Country/Year: Germany

Directed by: Rainer Werner Fassbinder

Language: German

Running time: 322 mins

Distributor: Madman Entertainment

Fassbinder on Melodrama


Inspired by innovations in French cinema, a group of German filmmakers in the sixties collaborated on, and published a document called the Oberhausen Manifesto, named after the short film festival at which it was tabled. Although not published in the manifesto itself, the motto Papas Kino ist tot, or Papa’s cinema is dead, summed up their attitudes towards the prevailing cinematic sensibility of the time.

The Oberhausen Manifesto is regarded as the origins of German New Wave Cinema.

One of the young signatories on the manifesto, was the filmmaker Rainer Werner Fassbinder. Fassbinder was such a significant proponent of this new style of cinema, that his premature death in 1982, at the age of 37, has come to signify the end of that cinematic epoch.

Fassbinder was a prolific filmmaker, who generally preferred to work with the same, or a similar group of people. Like many filmmakers of his era, he was multi-skilled: acting, producing, directing, and even composing music.

The stories in his films are quite diverse, but many of the themes are repeated, though never quite in the same way. Recently, Madman Entertainment has released a massive volume of his films. While some have been released individually, many have been grouped into DVD compilations comprised of thematic categories. It’s impossible to cover the sheer volume of his output in one session, so let’s focus on one particular type of film, which, ironically, has its roots in the so-called “Papa’s cinema” that he so earnestly negated.

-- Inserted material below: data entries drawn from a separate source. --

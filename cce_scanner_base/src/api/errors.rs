//! # Scanner Errors
//!
//! Only construction and batch setup can fail. A run itself always yields a
//! [`RunResult`](crate::results::RunResult); fetch and parse failures are
//! carried inside it.

use crate::rules::RegistryError;

#[derive(Debug, thiserror::Error)]
pub enum ScannerError {
    /// Registry has no rules to evaluate
    #[error("Rule registry is empty")]
    EmptyRegistry,

    #[error("Configuration error: {reason}")]
    ConfigurationError { reason: String },

    #[error("Registry error: {0}")]
    RegistryError(#[from] RegistryError),

    /// A batch worker thread died outside rule isolation
    #[error("Batch worker failed: {reason}")]
    WorkerFailed { reason: String },
}

impl ScannerError {
    pub fn is_recoverable(&self) -> bool {
        matches!(self, ScannerError::ConfigurationError { .. })
    }

    pub fn user_message(&self) -> String {
        match self {
            ScannerError::EmptyRegistry => {
                "No compliance rules are registered; nothing to evaluate".to_string()
            }
            ScannerError::ConfigurationError { reason } => {
                format!("Scanner configuration error: {}", reason)
            }
            ScannerError::RegistryError(e) => format!("Rule registry error: {}", e),
            ScannerError::WorkerFailed { reason } => format!("Batch worker failed: {}", reason),
        }
    }
}
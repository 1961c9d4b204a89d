//! Cancellation of in-flight fetches
//!
//! A transport registers an abort hook (typically a socket shutdown) while a
//! connection is open. `cancel` sets the flag and fires the hook so blocked
//! I/O returns promptly.

use super::errors::{FetchError, FetchStage};
use std::sync::atomic::{AtomicBool, Ordering};
use std::sync::{Arc, Mutex, MutexGuard};

type AbortHook = Box<dyn FnOnce() + Send>;

#[derive(Default)]
struct CancelState {
    cancelled: AtomicBool,
    abort: Mutex<Option<AbortHook>>,
}

#[derive(Clone, Default)]
pub struct CancelToken {
    state: Arc<CancelState>,
}

impl CancelToken {
    pub fn new() -> Self {
        Self::default()
    }

    pub fn cancel(&self) {
        self.state.cancelled.store(true, Ordering::SeqCst);
        let hook = self.hook_slot().take();
        if let Some(hook) = hook {
            hook();
        }
    }

    pub fn is_cancelled(&self) -> bool {
        self.state.cancelled.load(Ordering::SeqCst)
    }

    /// Install `hook`; runs it at once if the token is already cancelled
    pub fn register_abort<F>(&self, hook: F)
    where
        F: FnOnce() + Send + 'static,
    {
        if self.is_cancelled() {
            hook();
            return;
        }
        *self.hook_slot() = Some(Box::new(hook));
        // cancel() may have run between the check and the store
        if self.is_cancelled() {
            let hook = self.hook_slot().take();
            if let Some(hook) = hook {
                hook();
            }
        }
    }

    pub fn clear_abort(&self) {
        self.hook_slot().take();
    }

    pub fn check(&self, stage: FetchStage) -> Result<(), FetchError> {
        if self.is_cancelled() {
            return Err(FetchError::Cancelled { stage });
        }
        Ok(())
    }

    fn hook_slot(&self) -> MutexGuard<'_, Option<AbortHook>> {
        self.state
            .abort
            .lock()
            .unwrap_or_else(|poisoned| poisoned.into_inner())
    }
}

impl std::fmt::Debug for CancelToken {
    fn fmt(&self, f: &mut std::fmt::Formatter<'_>) -> std::fmt::Result {
        f.debug_struct("CancelToken")
            .field("cancelled", &self.is_cancelled())
            .finish()
    }
}

#[cfg(test)]
mod tests {
    use super::*;
    use std::sync::atomic::AtomicUsize;

    #[test]
    fn test_cancel_fires_hook_once() {
        let fired = Arc::new(AtomicUsize::new(0));
        let token = CancelToken::new();
        let counter = fired.clone();
        token.register_abort(move || {
            counter.fetch_add(1, Ordering::SeqCst);
        });

        token.cancel();
        token.cancel();
        assert_eq!(fired.load(Ordering::SeqCst), 1);
        assert!(token.check(FetchStage::Transfer).is_err());
    }

    #[test]
    fn test_hook_registered_after_cancel_runs_immediately() {
        let token = CancelToken::new();
        token.cancel();

        let fired = Arc::new(AtomicBool::new(false));
        let flag = fired.clone();
        token.register_abort(move || flag.store(true, Ordering::SeqCst));
        assert!(fired.load(Ordering::SeqCst));
    }

    #[test]
    fn test_cleared_hook_does_not_fire() {
        let fired = Arc::new(AtomicBool::new(false));
        let token = CancelToken::new();
        let flag = fired.clone();
        token.register_abort(move || flag.store(true, Ordering::SeqCst));
        token.clear_abort();

        token.cancel();
        assert!(!fired.load(Ordering::SeqCst));
        assert!(token.clone().is_cancelled());
    }
}
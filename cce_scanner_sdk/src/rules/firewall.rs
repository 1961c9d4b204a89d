//! WAN firewall rule scans (section 4.1)
//!
//! Every rule here is a set scan over `filter/rule` entries whose interface
//! list includes `wan`. All offenders are reported, labelled by description,
//! tracker id or position in the filter rule list.

use super::{list_contains, offender_label, scan_finding};
use cce_parser::{ConfigNode, ConfigurationModel, Section};
use cce_scanner_base::rules::{Category, Finding, RegistryError, RuleDefinition, RuleFault};

pub fn definitions() -> Result<Vec<RuleDefinition>, RegistryError> {
    Ok(vec![
        RuleDefinition::new(
            "4.1.1",
            "Ensure no WAN rules allow ANY destination",
            Category::Firewall,
            any_destination,
        )?,
        RuleDefinition::new(
            "4.1.2",
            "Ensure no WAN rules allow ANY source",
            Category::Firewall,
            any_source,
        )?,
        RuleDefinition::new(
            "4.1.3",
            "Ensure no WAN rules allow ANY service",
            Category::Firewall,
            any_service,
        )?,
        RuleDefinition::new(
            "4.1.4",
            "Ensure there are no disabled WAN rules",
            Category::Firewall,
            disabled_rules,
        )?,
        RuleDefinition::new(
            "4.1.5",
            "Ensure logging is enabled on all WAN rules",
            Category::Firewall,
            logging_enabled,
        )?,
        RuleDefinition::new(
            "4.1.6",
            "Ensure WAN ICMP rules specify an ICMP type",
            Category::Firewall,
            icmp_types,
        )?,
    ])
}

// ============================================================================
// WAN RULE SCAN
// ============================================================================

struct WanRule<'a> {
    node: &'a ConfigNode,
    /// 1-based position among all filter rules
    position: usize,
}

/// `None` when the configuration has no filter section at all
fn wan_rules(model: &ConfigurationModel) -> Option<Vec<WanRule<'_>>> {
    let filter = model.section(Section::Filter).node()?;
    Some(
        filter
            .children_named("rule")
            .enumerate()
            .filter(|(_, rule)| {
                rule.value_at("interface")
                    .map_or(false, |interfaces| list_contains(interfaces, "wan"))
            })
            .map(|(index, node)| WanRule {
                node,
                position: index + 1,
            })
            .collect(),
    )
}

fn scan(
    model: &ConfigurationModel,
    offends: fn(&ConfigNode) -> bool,
    found: &str,
    clean: &str,
) -> Result<Finding, RuleFault> {
    let Some(rules) = wan_rules(model) else {
        return Ok(Finding::not_applicable("No firewall filter configuration."));
    };
    let offenders: Vec<String> = rules
        .iter()
        .filter(|rule| offends(rule.node))
        .map(|rule| offender_label(rule.node, rule.position))
        .collect();
    Ok(scan_finding(&offenders, found, clean))
}

/// Source or destination block matching anything
fn is_any(endpoint: Option<&ConfigNode>) -> bool {
    let Some(endpoint) = endpoint else {
        return false;
    };
    endpoint.has_child("any")
        || endpoint
            .value_at("network")
            .or_else(|| endpoint.value_at("address"))
            .map_or(false, |address| address.eq_ignore_ascii_case("any"))
}

fn protocol(rule: &ConfigNode) -> String {
    rule.value_at("protocol")
        .unwrap_or_default()
        .to_ascii_lowercase()
}

// ============================================================================
// EVALUATORS
// ============================================================================

fn any_destination(model: &ConfigurationModel, _: &RuleDefinition) -> Result<Finding, RuleFault> {
    scan(
        model,
        |rule| is_any(rule.child("destination")),
        "WAN rule(s) allow ANY destination",
        "No WAN rules allow ANY destination.",
    )
}

fn any_source(model: &ConfigurationModel, _: &RuleDefinition) -> Result<Finding, RuleFault> {
    scan(
        model,
        |rule| is_any(rule.child("source")),
        "WAN rule(s) allow ANY source",
        "No WAN rules allow ANY source.",
    )
}

fn any_service(model: &ConfigurationModel, _: &RuleDefinition) -> Result<Finding, RuleFault> {
    scan(
        model,
        |rule| matches!(protocol(rule).as_str(), "" | "any" | "all"),
        "WAN rule(s) permit ANY service/protocol",
        "No WAN rules allow ANY service/protocol.",
    )
}

fn disabled_rules(model: &ConfigurationModel, _: &RuleDefinition) -> Result<Finding, RuleFault> {
    scan(
        model,
        |rule| rule.flag_at("disabled").is_enabled(),
        "WAN rule(s) are disabled",
        "No disabled WAN rules.",
    )
}

fn logging_enabled(model: &ConfigurationModel, _: &RuleDefinition) -> Result<Finding, RuleFault> {
    scan(
        model,
        |rule| !rule.flag_at("log").is_enabled(),
        "WAN rule(s) do not have logging enabled",
        "All WAN rules have logging enabled.",
    )
}

fn icmp_types(model: &ConfigurationModel, _: &RuleDefinition) -> Result<Finding, RuleFault> {
    scan(
        model,
        |rule| {
            protocol(rule) == "icmp"
                && rule
                    .value_at("icmptype")
                    .map_or(true, |t| t.eq_ignore_ascii_case("any"))
        },
        "WAN ICMP rule(s) without a specific ICMP type",
        "All WAN ICMP rules specify ICMP types.",
    )
}

#[cfg(test)]
mod tests {
    use super::*;
    use crate::test_support::verdict;
    use cce_scanner_base::results::VerdictStatus;

    const RULES: &str = r#"<pfsense><filter>
  <rule>
    <tracker>1001</tracker><interface>wan</interface><protocol>tcp</protocol>
    <source><any/></source><destination><address>10.0.0.5</address></destination>
    <descr>Allow web</descr><log/>
  </rule>
  <rule>
    <tracker>1002</tracker><interface>lan</interface>
    <source><any/></source><destination><any/></destination>
  </rule>
  <rule>
    <tracker>1003</tracker><interface>wan</interface><protocol>icmp</protocol><icmptype>any</icmptype>
    <source><network>any</network></source><destination><any/></destination>
    <disabled/>
  </rule>
  <rule>
    <interface>opt1,wan</interface><protocol>any</protocol>
    <source><address>any</address></source><destination><address>any</address></destination>
  </rule>
  <rule>
    <tracker>1005</tracker><interface>wan</interface><protocol>icmp</protocol><icmptype>echoreq</icmptype>
    <source><address>192.0.2.0/24</address></source><destination><network>wanip</network></destination>
    <log/>
  </rule>
</filter></pfsense>"#;

    fn check(id: &str, xml: &str) -> (VerdictStatus, String) {
        let v = verdict(definitions().unwrap(), id, xml);
        (v.status(), v.evidence().unwrap_or_default().to_string())
    }

    #[test]
    fn test_any_source_reports_every_offender() {
        let (status, evidence) = check("4.1.2", RULES);
        assert_eq!(status, VerdictStatus::NonCompliant);
        assert_eq!(
            evidence,
            "3 WAN rule(s) allow ANY source: 'Allow web', tracker '1003', #4"
        );
    }

    #[test]
    fn test_any_destination_skips_lan_rules() {
        let (status, evidence) = check("4.1.1", RULES);
        assert_eq!(status, VerdictStatus::NonCompliant);
        assert!(evidence.starts_with("2 WAN rule(s)"));
        assert!(!evidence.contains("1002"));
    }

    #[test]
    fn test_any_service() {
        let (_, evidence) = check("4.1.3", RULES);
        assert_eq!(evidence, "1 WAN rule(s) permit ANY service/protocol: #4");
    }

    #[test]
    fn test_disabled_and_logging() {
        let (_, evidence) = check("4.1.4", RULES);
        assert_eq!(evidence, "1 WAN rule(s) are disabled: tracker '1003'");

        let (_, evidence) = check("4.1.5", RULES);
        assert_eq!(
            evidence,
            "2 WAN rule(s) do not have logging enabled: tracker '1003', #4"
        );
    }

    #[test]
    fn test_icmp_types() {
        let (_, evidence) = check("4.1.6", RULES);
        assert_eq!(
            evidence,
            "1 WAN ICMP rule(s) without a specific ICMP type: tracker '1003'"
        );
    }

    #[test]
    fn test_large_rule_sets_report_every_offender() {
        let rules: String = (1..=120)
            .map(|i| {
                format!(
                    "<rule><interface>wan</interface><protocol>tcp</protocol>\
                     <source><any/></source><destination><address>10.0.0.{}</address></destination>\
                     <descr>Inbound service number {:03}</descr></rule>",
                    i % 250,
                    i
                )
            })
            .collect();
        let (status, evidence) = check("4.1.2", &format!("<pfsense><filter>{}</filter></pfsense>", rules));

        assert_eq!(status, VerdictStatus::NonCompliant);
        assert!(evidence.starts_with("120 WAN rule(s) allow ANY source: "));
        for i in 1..=120 {
            assert!(
                evidence.contains(&format!("'Inbound service number {:03}'", i)),
                "offender {} missing",
                i
            );
        }
        assert!(!evidence.contains("[truncated]"));
    }

    #[test]
    fn test_no_filter_section_is_not_applicable() {
        for id in ["4.1.1", "4.1.2", "4.1.3", "4.1.4", "4.1.5", "4.1.6"] {
            assert_eq!(check(id, "<pfsense><system/></pfsense>").0, VerdictStatus::NotApplicable);
        }
    }

    #[test]
    fn test_filter_without_wan_rules_is_compliant() {
        let (status, _) = check(
            "4.1.1",
            "<pfsense><filter><rule><interface>lan</interface></rule></filter></pfsense>",
        );
        assert_eq!(status, VerdictStatus::Compliant);
    }
}
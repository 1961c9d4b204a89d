//! Logging preferences storage
//!
//! Preferences are fixed the first time they are read or explicitly set.

use crate::config::runtime::LoggingPreferences;
use std::sync::OnceLock;

type EventsLogLevel = crate::logging::events::LogLevel;

static RUNTIME_PREFERENCES: OnceLock<LoggingPreferences> = OnceLock::new();

/// Install preferences before logging is initialized
pub fn init_runtime_preferences(preferences: LoggingPreferences) -> Result<(), String> {
    RUNTIME_PREFERENCES
        .set(preferences)
        .map_err(|_| "Runtime logging preferences already initialized".to_string())
}

fn get_runtime_preferences() -> &'static LoggingPreferences {
    RUNTIME_PREFERENCES.get_or_init(LoggingPreferences::default)
}

pub fn get_min_log_level() -> EventsLogLevel {
    get_runtime_preferences().min_log_level.to_events_log_level()
}

pub fn use_structured_logging() -> bool {
    get_runtime_preferences().use_structured_logging
}

pub fn get_config_summary() -> String {
    let prefs = get_runtime_preferences();
    format!(
        "min_level={} structured={}",
        get_min_log_level().as_str(),
        prefs.use_structured_logging
    )
}
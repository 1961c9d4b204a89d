//! # CCE Scanner Base - Compliance Check Engine
//!
//! Fetches a device configuration over SSH/SFTP, parses it with the hardened
//! parser from `cce_parser`, and evaluates it against a registry of
//! independent compliance rules.

pub mod api;
pub mod results;
pub mod rules;
pub mod transport;

// Convenience re-exports
pub use api::*;

pub mod prelude {
    pub use crate::api::{
        BatchJob, BatchRunResult, ComplianceScanner, ScannerConfig, ScannerError,
    };

    pub use crate::results::{
        evidence, RunFailure, RunResult, RunStatus, RunSummary, Verdict, VerdictStatus,
    };

    pub use crate::rules::{
        Category, Evaluator, Finding, RegistryBuilder, RegistryError, RuleCatalogEntry,
        RuleDefinition, RuleFault, RuleParameters, RuleRegistry, Threshold, ThresholdOperator,
    };

    pub use crate::transport::{
        CancelToken, ConnectionDescriptor, FetchError, FetchStage, HostKeyPolicy, KeyCredential,
        RemoteConfigFetcher, Transport, TransportSession,
    };

    pub use cce_parser::{ConfigNode, ConfigurationModel, Flag, Lookup, RawConfigurationDocument, Section};
}
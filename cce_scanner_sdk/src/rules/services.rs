//! Network service rules (sections 3 and 5.1.3, 5.3.1)

use super::snmp_enabled;
use cce_parser::{ConfigurationModel, Section};
use cce_scanner_base::results::evidence::quote;
use cce_scanner_base::rules::{Category, Finding, RegistryError, RuleDefinition, RuleFault};

pub fn definitions() -> Result<Vec<RuleDefinition>, RegistryError> {
    Ok(vec![
        RuleDefinition::new(
            "3.1",
            "Ensure SNMP is disabled or restricted",
            Category::Services,
            snmp_disabled,
        )?,
        RuleDefinition::new(
            "3.2",
            "Ensure captive portal is disabled",
            Category::Services,
            captive_portal_disabled,
        )?,
        RuleDefinition::new(
            "5.1.3",
            "Ensure the NET-SNMP package is used for SNMP",
            Category::Services,
            netsnmp_package,
        )?,
        RuleDefinition::new(
            "5.3.1",
            "Ensure DNSSEC is enabled on the DNS resolver",
            Category::Services,
            dnssec_enabled,
        )?,
    ])
}

fn snmp_disabled(model: &ConfigurationModel, _: &RuleDefinition) -> Result<Finding, RuleFault> {
    if !snmp_enabled(model) {
        return Ok(Finding::compliant(
            "SNMP read-only community is empty; SNMP appears to be disabled.",
        ));
    }
    let port = model.value("snmpd/pollport").map(quote);
    Ok(Finding::non_compliant(format!(
        "SNMP read-only community is configured (poll port {}).",
        port.as_deref().unwrap_or("default")
    )))
}

fn captive_portal_disabled(
    model: &ConfigurationModel,
    _: &RuleDefinition,
) -> Result<Finding, RuleFault> {
    let zones: Vec<&str> = match model.section(Section::CaptivePortal).node() {
        Some(portal) => portal.children().iter().map(|zone| zone.name()).collect(),
        None => Vec::new(),
    };
    Ok(if zones.is_empty() {
        Finding::compliant("No captive portal configuration present.")
    } else {
        Finding::non_compliant(format!(
            "Captive portal configuration present: {}",
            zones.into_iter().map(quote).collect::<Vec<_>>().join(", ")
        ))
    })
}

fn netsnmp_package(model: &ConfigurationModel, _: &RuleDefinition) -> Result<Finding, RuleFault> {
    if !snmp_enabled(model) {
        return Ok(Finding::not_applicable("SNMP appears disabled."));
    }
    let installed = model
        .section(Section::InstalledPackages)
        .node()
        .map(|packages| packages.flattened_text_lowercase())
        .unwrap_or_default();

    Ok(if installed.contains("net-snmp") {
        Finding::compliant("NET-SNMP package is installed.")
    } else {
        Finding::non_compliant("SNMP is enabled but the NET-SNMP package is not installed.")
    })
}

fn dnssec_enabled(model: &ConfigurationModel, _: &RuleDefinition) -> Result<Finding, RuleFault> {
    let Some(unbound) = model.section(Section::Unbound).node() else {
        return Ok(Finding::not_applicable("No Unbound DNS resolver configuration."));
    };
    Ok(if unbound.flag_at("dnssec").is_enabled() {
        Finding::compliant("Unbound DNS resolver has DNSSEC enabled.")
    } else {
        Finding::non_compliant("Unbound DNS resolver does not have DNSSEC enabled.")
    })
}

The Fassbinder On Melodrama collection includes three of his most accessible films. Effi Briest, based on the novel of the same name, features the magnificent Hannah Shygullah (seen most recently here in Australia in Fatih Akin’s The Edge Of Heaven). You may have seen the remake during the recent Festival Of German Films. It was very good; but not a patch on the original. In Fassbiner’s version, the young Effi cannot escape the fate that befell all bourgeois women in 19th century society. Fassbinder utterly loathed the moral prescriptions of bourgeois society. Compare the ending of this film to the remake, and you have a sense of his motivations: he is interested in the suffering of humanity and the quiet, desperate agony that people withstand. None of his films capture this quite as strongly as his melodramas.

Martha, the second of the Melodrama trilogy, is the disturbing story of another doomed woman doomed. Martha marries a sadistic man who continues the torturous patriarchy implicit in her relationship with her dead father. In fact, the scene in which her father dies, is extraordinary in itself. Karlheinz Boehm, who played Kurt, Martha’s cruel husband, said that this was one of his favourite roles. Not because of the cruelty, but because of its interest, and the dramatic challenge it posed.

If you saw the documentary Auge zu Auge (Eye to Eye) at this year’s Festival of German Films, (and I certainly hope you did), you’ll already be aware of the way in which the scene where Martha and Kurt first see each other, was highly innovative, not to mention, effective. Look out for it.

Fear Of Fear is a deft study of urban neurosis that affected many women, in particular, as a result of the post-war urban sprawl, and the expectation that women who had been proactive during the war, should happily be relegated to domestic duties after the war, leaving the men to assume positions of power.

See a familiar theme running through these films?

Fassbinder was interested in people whom he considered to be marginalised by society: these included women, homosexuals, and, in the case of The Year of the Thirteen Moons, transsexuals. Not surprisingly, he has influenced filmmakers such as Pedro Almodovár and Wong Kar Wai.

Fassbinder’s distinctive style owes more to traditional melodrama than the influence of the gritty new wave. What we’re left with, is a stylish, more contemporary and honest exposition on human experience.

Rainer Werner Fassbinder made an extraordinary number of films. Not all of them are as good as each other, but they are all interesting. For some, he is an acquired taste, but well worth the rewards.